Saturday, September 23rd, 2006

I’m really a "follow the research" kind of guy, so it’s hard for me to present a proto-thesis or "research questions" at the moment… I’m still digging.  Nevertheless, I’d like to talk about what I’ve discovered so far in my most recent little research obsession…

While I was in the LoC print and photo reading room looking for something else, I came across something fascinating: a collection of stereographic cards from the Jamestown Ter-Centennial Exhibition.  Digging further, I found there were several lots of photos from the exhibition as well, including a whole collection of printer’s proofs of commemorative postcards to be sold at the event. 

Quickly I became fascinated with the event, as it seemed to be a site of confluence for many "big issues" of its time.  There was an incredibly complex and conflicted view of race being exhibited, for example.  There was the issue of the Civil War– 1907 is still firmly within the period where the discourse of reunification and reconciliation after that conflict was still being actively worked at and played out.  Teddy Roosevelt spoke there, and his very existence always brings up various questions of gender, empire, war, and peace… (The last two are best illustrated by the fact that 1907 was 9 years after the Spanish American War, and two years after Roosevelt won the Nobel Peace Prize.)  And there was this overarching militarism and nationalism– so different from the World’s Fair quality of the World’s Columbian Exhibition 14 years earlier.  Where the Columbian Exhibition had a "Midway," the Jamestown Exhibition had a "War Path."

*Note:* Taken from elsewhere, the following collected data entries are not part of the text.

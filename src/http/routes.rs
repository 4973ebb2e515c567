//! HTTP route definitions

use axum::{
    extract::{Path, Query, State},
    http::{header, Method, StatusCode},
    response::{IntoResponse, Json},
    routing::{get, post},
    Router,
};
use serde::{Deserialize, Serialize};
use tower_http::{
    compression::CompressionLayer, cors::CorsLayer, timeout::TimeoutLayer, trace::TraceLayer,
};
use tracing::warn;
use uuid::Uuid;

use crate::app::AppState;
use crate::store::{CommitOutcome, LedgerError, Player, UnresolvedMatch};
use crate::util::time::uptime_secs;
use crate::ws::handler::ws_handler;

const DEFAULT_SCOREBOARD_LIMIT: usize = 10;
const MAX_SCOREBOARD_LIMIT: usize = 100;

/// Build the application router
pub fn build_router(state: AppState) -> Router {
    // CORS configuration - support multiple origins (comma-separated in CLIENT_ORIGIN)
    let allowed_origins: Vec<header::HeaderValue> = state
        .config
        .client_origin
        .split(',')
        .filter_map(|s| s.trim().parse::<header::HeaderValue>().ok())
        .collect();

    let cors = CorsLayer::new()
        .allow_origin(allowed_origins)
        .allow_methods([Method::GET, Method::POST, Method::OPTIONS])
        .allow_headers([header::CONTENT_TYPE]);

    let api_routes = Router::new()
        .route("/players", post(register_player_handler))
        .route("/players/:name", get(player_handler))
        .route("/scoreboard", get(scoreboard_handler))
        .route("/matches/unresolved", get(unresolved_handler))
        .route("/matches/unresolved/:match_id/retry", post(retry_match_handler))
        .layer(TimeoutLayer::new(state.config.request_timeout));

    Router::new()
        .route("/health", get(health_handler))
        .route("/ws", get(ws_handler))
        .merge(api_routes)
        .layer(CompressionLayer::new())
        .layer(TraceLayer::new_for_http())
        .layer(cors)
        .with_state(state)
}

// ============================================================================
// Health endpoint
// ============================================================================

#[derive(Serialize)]
struct HealthResponse {
    status: &'static str,
    uptime_secs: u64,
    ledger_backend: &'static str,
    active_rooms: usize,
    queue_size: usize,
    online_players: usize,
    unresolved_matches: usize,
}

async fn health_handler(State(state): State<AppState>) -> Json<HealthResponse> {
    Json(HealthResponse {
        status: "ok",
        uptime_secs: uptime_secs(),
        ledger_backend: state.ledger.backend_name(),
        active_rooms: state.registry.active_rooms(),
        queue_size: state.matchmaker.queue_size(),
        online_players: state.online.count(),
        unresolved_matches: state.ledger.unresolved().len(),
    })
}

// ============================================================================
// Player endpoints
// ============================================================================

#[derive(Deserialize)]
struct RegisterRequest {
    player_name: String,
}

async fn register_player_handler(
    State(state): State<AppState>,
    Json(req): Json<RegisterRequest>,
) -> Result<(StatusCode, Json<Player>), AppError> {
    let name = req.player_name.trim();
    if name.is_empty() {
        return Err(AppError::BadRequest("player_name must not be empty".to_string()));
    }

    let player = state.ledger.register(name).await?;
    Ok((StatusCode::CREATED, Json(player)))
}

async fn player_handler(
    State(state): State<AppState>,
    Path(name): Path<String>,
) -> Result<Json<Player>, AppError> {
    state
        .ledger
        .read(&name)
        .await?
        .map(Json)
        .ok_or_else(|| AppError::NotFound(format!("player {}", name)))
}

#[derive(Deserialize)]
struct ScoreboardQuery {
    limit: Option<usize>,
}

#[derive(Serialize)]
struct ScoreboardResponse {
    players: Vec<Player>,
}

async fn scoreboard_handler(
    State(state): State<AppState>,
    Query(query): Query<ScoreboardQuery>,
) -> Result<Json<ScoreboardResponse>, AppError> {
    let limit = query
        .limit
        .unwrap_or(DEFAULT_SCOREBOARD_LIMIT)
        .clamp(1, MAX_SCOREBOARD_LIMIT);
    let players = state.ledger.top_n(limit).await?;
    Ok(Json(ScoreboardResponse { players }))
}

// ============================================================================
// Reconciliation endpoints
// ============================================================================

#[derive(Serialize)]
struct UnresolvedResponse {
    matches: Vec<UnresolvedMatch>,
}

async fn unresolved_handler(State(state): State<AppState>) -> Json<UnresolvedResponse> {
    Json(UnresolvedResponse {
        matches: state.ledger.unresolved(),
    })
}

#[derive(Serialize)]
struct RetryResponse {
    match_id: Uuid,
    outcomes: Vec<CommitOutcome>,
}

async fn retry_match_handler(
    State(state): State<AppState>,
    Path(match_id): Path<Uuid>,
) -> Result<Json<RetryResponse>, AppError> {
    let outcomes = state
        .ledger
        .reconcile(match_id)
        .await?
        .ok_or_else(|| AppError::NotFound(format!("unresolved match {}", match_id)))?;
    Ok(Json(RetryResponse { match_id, outcomes }))
}

// ============================================================================
// Error handling
// ============================================================================

#[derive(Debug, thiserror::Error)]
pub enum AppError {
    #[error("Bad request: {0}")]
    BadRequest(String),

    #[error("Not found: {0}")]
    NotFound(String),

    #[error("Conflict: {0}")]
    Conflict(String),

    #[error("Service unavailable: {0}")]
    Unavailable(String),

    #[error("Internal error: {0}")]
    Internal(String),
}

impl From<LedgerError> for AppError {
    fn from(err: LedgerError) -> Self {
        match err {
            LedgerError::Conflict(name) => Self::Conflict(format!("player name already taken: {}", name)),
            LedgerError::UnknownPlayer(name) => Self::NotFound(format!("player {}", name)),
            LedgerError::Timeout(_) | LedgerError::PersistenceFailure { .. } => {
                Self::Unavailable(err.to_string())
            }
            LedgerError::Backend(e) => {
                warn!(error = %e, "Ledger backend error");
                Self::Internal(e.to_string())
            }
        }
    }
}

impl IntoResponse for AppError {
    fn into_response(self) -> axum::response::Response {
        let (status, message) = match &self {
            AppError::BadRequest(msg) => (StatusCode::BAD_REQUEST, msg.clone()),
            AppError::NotFound(msg) => (StatusCode::NOT_FOUND, msg.clone()),
            AppError::Conflict(msg) => (StatusCode::CONFLICT, msg.clone()),
            AppError::Unavailable(msg) => (StatusCode::SERVICE_UNAVAILABLE, msg.clone()),
            AppError::Internal(msg) => (StatusCode::INTERNAL_SERVER_ERROR, msg.clone()),
        };

        let body = serde_json::json!({
            "error": message
        });

        (status, Json(body)).into_response()
    }
}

Then I came across a wonderful pamphlet housed in the Rare Books room– International Justice vs. the Splendors of War: In Protest Against the Diversion of the Jamestown Exposition to the Service of Militarism.  This was a 12-page pamphlet, published five months before the Exhibition’s opening, was written by a splinter group of the Exhibition’s Advisory Committee, protesting the increasing militarization of the event by the Committee.  Among the undersigned were an amazing collection of Progressive Era progressives– Jane Addams, Carroll D Wright, president of Clark College and of the American Association for the Advancement of Science, Edward Everett Hale, and Cardinal Gibbons.

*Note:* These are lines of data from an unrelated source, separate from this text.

//! WebSocket protocol message definitions
//! These are the wire types for client-server communication

use std::collections::BTreeMap;
use std::fmt;

use serde::{Deserialize, Serialize};
use serde_json::{json, Value};
use uuid::Uuid;

/// Identifies one live socket
pub type ConnectionId = Uuid;

/// Identifies a room; also used as the match id in the ledger
pub type RoomId = Uuid;

/// Largest magnitude accepted for a final score or a running tally
pub const MAX_SCORE: i64 = 1_000_000_000;

/// Envelope type tag
#[derive(Debug, Clone, Copy, PartialEq, Eq, Serialize, Deserialize)]
#[serde(rename_all = "SCREAMING_SNAKE_CASE")]
pub enum MessageKind {
    /// Player is ready; both JOINs open the relay
    Join,
    /// Game move, relayed verbatim
    Move,
    /// In-match score change, relayed verbatim
    ScoreUpdate,
    /// Player left (client) or opponent left (server)
    Leave,
    /// Protocol error report
    Error,
    /// Latency probe
    Ping,
    /// Reply to a ping
    Pong,
    /// Match ended, payload carries final scores
    GameOver,
    /// Sent to both players on pairing
    RoomAssigned,
    /// Sent to both players once the result has been recorded
    MatchResult,
}

impl MessageKind {
    pub fn as_str(self) -> &'static str {
        match self {
            Self::Join => "JOIN",
            Self::Move => "MOVE",
            Self::ScoreUpdate => "SCORE_UPDATE",
            Self::Leave => "LEAVE",
            Self::Error => "ERROR",
            Self::Ping => "PING",
            Self::Pong => "PONG",
            Self::GameOver => "GAME_OVER",
            Self::RoomAssigned => "ROOM_ASSIGNED",
            Self::MatchResult => "MATCH_RESULT",
        }
    }

    /// Whether a client is allowed to send this kind
    pub fn is_client_kind(self) -> bool {
        matches!(
            self,
            Self::Join | Self::Move | Self::ScoreUpdate | Self::Leave | Self::Ping | Self::GameOver
        )
    }

    /// Kinds the room forwards to the opponent with a sequence number
    pub fn is_relayed(self) -> bool {
        matches!(self, Self::Move | Self::ScoreUpdate)
    }
}

impl fmt::Display for MessageKind {
    fn fmt(&self, f: &mut fmt::Formatter<'_>) -> fmt::Result {
        f.write_str(self.as_str())
    }
}

/// The unit relayed within a room.
///
/// On the wire: `{"type": "MOVE", "seq": 1, "roomId": "...", "payload": {...}}`.
/// `seq` and `roomId` are optional on input and ignored; the room assigns them.
#[derive(Debug, Clone, PartialEq, Serialize, Deserialize)]
#[serde(rename_all = "camelCase")]
pub struct Envelope {
    #[serde(rename = "type")]
    pub kind: MessageKind,
    #[serde(default)]
    pub seq: u64,
    #[serde(default, skip_serializing_if = "Option::is_none")]
    pub room_id: Option<RoomId>,
    #[serde(default)]
    pub payload: Value,
    /// Connection that produced this envelope (server-side only)
    #[serde(skip)]
    pub origin: Option<ConnectionId>,
}

impl Envelope {
    pub fn new(kind: MessageKind, payload: Value) -> Self {
        Self {
            kind,
            seq: 0,
            room_id: None,
            payload,
            origin: None,
        }
    }

    pub fn in_room(mut self, room_id: RoomId) -> Self {
        self.room_id = Some(room_id);
        self
    }

    pub fn room_assigned(room_id: RoomId, opponent_id: &str) -> Self {
        Self::new(
            MessageKind::RoomAssigned,
            json!({ "roomId": room_id, "opponentId": opponent_id }),
        )
        .in_room(room_id)
    }

    pub fn leave(room_id: RoomId, reason: &str) -> Self {
        Self::new(MessageKind::Leave, json!({ "reason": reason })).in_room(room_id)
    }

    pub fn error(code: &str, message: &str) -> Self {
        Self::new(MessageKind::Error, json!({ "code": code, "message": message }))
    }

    pub fn pong(payload: Value) -> Self {
        Self::new(MessageKind::Pong, payload)
    }

    pub fn match_result(
        room_id: RoomId,
        scores: &BTreeMap<String, i64>,
        status: MatchResultStatus,
    ) -> Self {
        Self::new(
            MessageKind::MatchResult,
            json!({ "scores": scores, "status": status }),
        )
        .in_room(room_id)
    }

    /// Score delta carried by a SCORE_UPDATE, if any
    pub fn score_delta(&self) -> Option<i64> {
        self.payload.get("delta").and_then(Value::as_i64)
    }

    /// Encode for a text frame
    pub fn to_text(&self) -> Result<String, serde_json::Error> {
        serde_json::to_string(self)
    }
}

/// Outcome reported in MATCH_RESULT
#[derive(Debug, Clone, Copy, PartialEq, Eq, Serialize, Deserialize)]
#[serde(rename_all = "snake_case")]
pub enum MatchResultStatus {
    /// Both score records are durable
    Committed,
    /// The ledger write failed; kept for manual reconciliation
    Unresolved,
}

/// Malformed or unexpected client input
#[derive(Debug, Clone, PartialEq, thiserror::Error)]
pub enum ProtocolError {
    #[error("malformed message: {0}")]
    Malformed(String),

    #[error("binary frames are not supported")]
    BinaryFrame,

    #[error("{0} may only be sent by the server")]
    ServerOnly(MessageKind),

    #[error("{kind} is not allowed while the room is {state}")]
    Unexpected { kind: MessageKind, state: &'static str },

    #[error("invalid final scores: {0}")]
    InvalidScores(String),
}

impl ProtocolError {
    pub fn code(&self) -> &'static str {
        match self {
            Self::Malformed(_) => "malformed",
            Self::BinaryFrame => "binary_frame",
            Self::ServerOnly(_) => "server_only",
            Self::Unexpected { .. } => "unexpected",
            Self::InvalidScores(_) => "invalid_scores",
        }
    }

    /// ERROR envelope carrying this error to the room or the client
    pub fn to_envelope(&self) -> Envelope {
        Envelope::error(self.code(), &self.to_string())
    }
}

/// Decode a text frame sent by a client
pub fn decode_client_frame(text: &str) -> Result<Envelope, ProtocolError> {
    let envelope: Envelope =
        serde_json::from_str(text).map_err(|e| ProtocolError::Malformed(e.to_string()))?;

    if !envelope.kind.is_client_kind() {
        return Err(ProtocolError::ServerOnly(envelope.kind));
    }

    Ok(envelope)
}

/// Extract `{"scores": {"alice": 10, "bob": 7}}` from a GAME_OVER payload,
/// requiring an integer score within [`MAX_SCORE`] for every listed player.
pub fn parse_final_scores(
    payload: &Value,
    players: &[&str],
) -> Result<BTreeMap<String, i64>, ProtocolError> {
    let scores = payload
        .get("scores")
        .and_then(Value::as_object)
        .ok_or_else(|| ProtocolError::InvalidScores("missing scores object".to_string()))?;

    let mut result = BTreeMap::new();
    for player in players {
        let score = scores
            .get(*player)
            .and_then(Value::as_i64)
            .ok_or_else(|| ProtocolError::InvalidScores(format!("no score for {}", player)))?;
        if !(-MAX_SCORE..=MAX_SCORE).contains(&score) {
            return Err(ProtocolError::InvalidScores(format!(
                "score for {} out of range",
                player
            )));
        }
        result.insert((*player).to_string(), score);
    }

    Ok(result)
}

#[cfg(test)]
mod tests {
    use super::*;

    #[test]
    fn decodes_minimal_client_move() {
        let env = decode_client_frame(r#"{"type":"MOVE","payload":{"x":1}}"#).unwrap();
        assert_eq!(env.kind, MessageKind::Move);
        assert_eq!(env.seq, 0);
        assert_eq!(env.room_id, None);
        assert_eq!(env.payload, json!({"x": 1}));
    }

    #[test]
    fn join_without_payload_decodes_to_null_payload() {
        let env = decode_client_frame(r#"{"type":"JOIN"}"#).unwrap();
        assert_eq!(env.kind, MessageKind::Join);
        assert!(env.payload.is_null());
    }

    #[test]
    fn rejects_garbage_and_unknown_types() {
        assert!(matches!(
            decode_client_frame("not json"),
            Err(ProtocolError::Malformed(_))
        ));
        assert!(matches!(
            decode_client_frame(r#"{"type":"TELEPORT"}"#),
            Err(ProtocolError::Malformed(_))
        ));
    }

    #[test]
    fn rejects_server_only_kinds_from_clients() {
        let err = decode_client_frame(r#"{"type":"MATCH_RESULT","payload":{}}"#).unwrap_err();
        assert_eq!(err, ProtocolError::ServerOnly(MessageKind::MatchResult));
        assert_eq!(err.code(), "server_only");
    }

    #[test]
    fn wire_format_uses_camel_case_room_id_and_type_tag() {
        let room_id = Uuid::new_v4();
        let mut env = Envelope::new(MessageKind::ScoreUpdate, json!({"delta": 3})).in_room(room_id);
        env.seq = 4;
        env.origin = Some(Uuid::new_v4());

        let value: Value = serde_json::from_str(&env.to_text().unwrap()).unwrap();
        assert_eq!(value["type"], "SCORE_UPDATE");
        assert_eq!(value["seq"], 4);
        assert_eq!(value["roomId"], room_id.to_string());
        assert!(value.get("origin").is_none());
        assert_eq!(env.score_delta(), Some(3));
    }

    #[test]
    fn room_assigned_names_the_opponent() {
        let room_id = Uuid::new_v4();
        let env = Envelope::room_assigned(room_id, "bob");
        assert_eq!(env.payload["opponentId"], "bob");
        assert_eq!(env.payload["roomId"], room_id.to_string());
    }

    #[test]
    fn final_scores_must_cover_every_player() {
        let payload = json!({"scores": {"alice": 10, "bob": 7}});
        let scores = parse_final_scores(&payload, &["alice", "bob"]).unwrap();
        assert_eq!(scores["alice"], 10);
        assert_eq!(scores["bob"], 7);

        let partial = json!({"scores": {"alice": 10}});
        assert!(matches!(
            parse_final_scores(&partial, &["alice", "bob"]),
            Err(ProtocolError::InvalidScores(_))
        ));
        assert!(parse_final_scores(&json!({}), &["alice"]).is_err());
    }

    #[test]
    fn final_scores_out_of_range_are_rejected() {
        let huge = json!({"scores": {"alice": i64::MAX, "bob": 7}});
        assert!(parse_final_scores(&json!({"scores": {"alice": 1, "bob": i64::MIN}}), &["alice", "bob"]).is_err());
        assert!(matches!(
            parse_final_scores(&huge, &["alice", "bob"]),
            Err(ProtocolError::InvalidScores(_))
        ));

        let edge = json!({"scores": {"alice": MAX_SCORE, "bob": -MAX_SCORE}});
        assert!(parse_final_scores(&edge, &["alice", "bob"]).is_ok());
    }
}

The group was mortified that the budget of the Exhibition had gone from the initially-allocated $200,000 to $1,500,000, largely due to spending on military spectacles.  (This extra money was procured from congress only after piggybacking it onto a House Sundry Civil Bill, as the Speaker of the House and several key Representatives were highly opposed to the increased spending.)  They further proposed reallocating some of the money dedicated to military spectacle to the building of a "Hall of International Justice," which would celebrate the values of the upcoming Second International Peace Conference at the Hague.

A shorter version of the pamphlet appeared in the January 10th issue of the progressive journal The Independent, along with an article celebrating TR’s winning the Nobel Prize and hoping he would continue to promote International Justice at the Hague, and an article by Charlotte Perkins Gilman advocating paying housewives.

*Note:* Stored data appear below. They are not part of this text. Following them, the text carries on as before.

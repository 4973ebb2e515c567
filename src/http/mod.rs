//! HTTP routes

pub mod routes;

pub use routes::{build_router, AppError};
//! Player matchmaking

pub mod queue;
pub mod service;

pub use service::Matchmaker;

I want to write a paper looking at the Jamestown Exhibition, using it as a window into its era. I’m still sifting through all the sources available to me– I’ve located over 40 primary sources at the LoC, including photos, maps, brochures, and all matter of related materials– but I’m very interested in using this pamphlet, as well as the other, celebratory materials dealing with the battle reenactments, military parades, ship christenings, etc. to look at this event as a celebration of the nascent spirit of US Imperialism at the time– sort of an Americanized Empire Day.  I’m curious to find accounts of the Exhibition in newspapers of the time, to see if it was understood in that way at the time.  I’d also like to dig up the congressional record for 1905-1906, and see what can be understood about the jockeying for increasing funds.  I’d also love to find the actual speech that TR delivered at the Exhibition, on "Georgia Day," and see what kind of world he’s creating with that address.

A cfp…

Friday, September 22nd, 2006

I’m actually yoinking this from somewhere else, somewhat edited… I just thought it was pertinant and interesting research, and if y’all have the time, think about participating…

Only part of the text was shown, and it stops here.